In the transport industry, a lot of money is invested towards a sustainable mobility. In aviation, innovative projects are however more discrete.

There are many physical and legal barriers in developing disruptive technologies that will run the airplanes of tomorrow. Thinking about long-haul flights, there is a huge step to achieve meanwhile shorter flights offer more possibilities. At Pie Aeronefs SA, we are focusing on finding alternative technologies for the future of air mobility and we chose the development of electric aircraft, starting with the all-electric race aircraft UR-1.

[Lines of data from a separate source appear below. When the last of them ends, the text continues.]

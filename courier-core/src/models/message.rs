use chrono::{DateTime, Utc};
use serde::{Deserialize, Serialize};
use uuid::Uuid;

#[derive(Debug, Clone, Copy, PartialEq, Eq, Serialize, Deserialize)]
#[serde(rename_all = "snake_case")]
pub enum Direction {
    Incoming,
    Outgoing,
}

impl Direction {
    pub fn as_str(&self) -> &'static str {
        match self {
            Direction::Incoming => "incoming",
            Direction::Outgoing => "outgoing",
        }
    }
}

impl TryFrom<String> for Direction {
    type Error = String;

    fn try_from(value: String) -> Result<Self, Self::Error> {
        match value.as_str() {
            "incoming" => Ok(Direction::Incoming),
            "outgoing" => Ok(Direction::Outgoing),
            other => Err(format!("unknown message direction: {}", other)),
        }
    }
}

/// Append-only log entry for a chat message observed or sent by an agent.
#[derive(Debug, Clone, Serialize, Deserialize, sqlx::FromRow)]
#[serde(rename_all = "camelCase")]
pub struct MessageRecord {
    pub id: Uuid,
    pub session_id: Uuid,
    pub agent_id: String,
    pub message_id: Option<String>,
    pub from_number: Option<String>,
    pub to_number: Option<String>,
    pub text: Option<String>,
    pub message_type: String,
    #[sqlx(try_from = "String")]
    pub direction: Direction,
    pub status: String,
    pub metadata: serde_json::Value,
    pub created_at: DateTime<Utc>,
}

impl MessageRecord {
    pub fn incoming(
        session_id: Uuid,
        agent_id: &str,
        message_id: &str,
        from: &str,
        to: Option<&str>,
        text: &str,
    ) -> Self {
        Self::build(session_id, agent_id, Direction::Incoming, "received", message_id, Some(from), to, text)
    }

    pub fn outgoing(
        session_id: Uuid,
        agent_id: &str,
        message_id: &str,
        from: Option<&str>,
        to: &str,
        text: &str,
    ) -> Self {
        Self::build(session_id, agent_id, Direction::Outgoing, "sent", message_id, from, Some(to), text)
    }

    #[allow(clippy::too_many_arguments)]
    fn build(
        session_id: Uuid,
        agent_id: &str,
        direction: Direction,
        status: &str,
        message_id: &str,
        from: Option<&str>,
        to: Option<&str>,
        text: &str,
    ) -> Self {
        let present = |v: &str| (!v.is_empty()).then(|| v.to_string());
        Self {
            id: Uuid::new_v4(),
            session_id,
            agent_id: agent_id.to_string(),
            message_id: present(message_id),
            from_number: from.and_then(present),
            to_number: to.and_then(present),
            text: present(text),
            message_type: "text".to_string(),
            direction,
            status: status.to_string(),
            metadata: serde_json::json!({}),
            created_at: Utc::now(),
        }
    }
}

/// Counts shown on the session detail view.
#[derive(Debug, Clone, Copy, Default, PartialEq, Eq, Serialize, Deserialize)]
pub struct MessageStats {
    pub incoming: i64,
    pub responded: i64,
}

If we restrain the data of aviation pollution to Switzerland, the air traffic is responsible for 27% of the climate impacts because citizens usually fly up to twice as much as other European citizens, says a WWF report.

Analyzing data is the first step to understand why innovative and sustainable projects are so important. Even if electric aircraft will represent a viable alternative for short-haul air operations, longer flights will require a propulsion made of hybrid-electric or hydrogen engines. Nevertheless, the main objective remains the same for everyone: reducing the carbon emissions of the aviation industry.

Why we are talking about aviation pollution on Biodiversity Day

The Covid-19 pandemic has outlined new perspectives for the future electric aviation. It gives to electric aircraft more importance than ever. According to Horizon - The EU Research & Innovation Magazine, this sector becomes more crucial by now: “And with the industry being hit hard by the pandemic, causing a drop in air traffic, making air travel sustainable is seen as key to Europe’s recovery”.

Making the difference by cutting off emissions will be one of the biggest challenges for mankind. By evolving new technologies on a micro-scale, we can affect the macro-one. This is exactly what Pie Aeronefs SA is doing.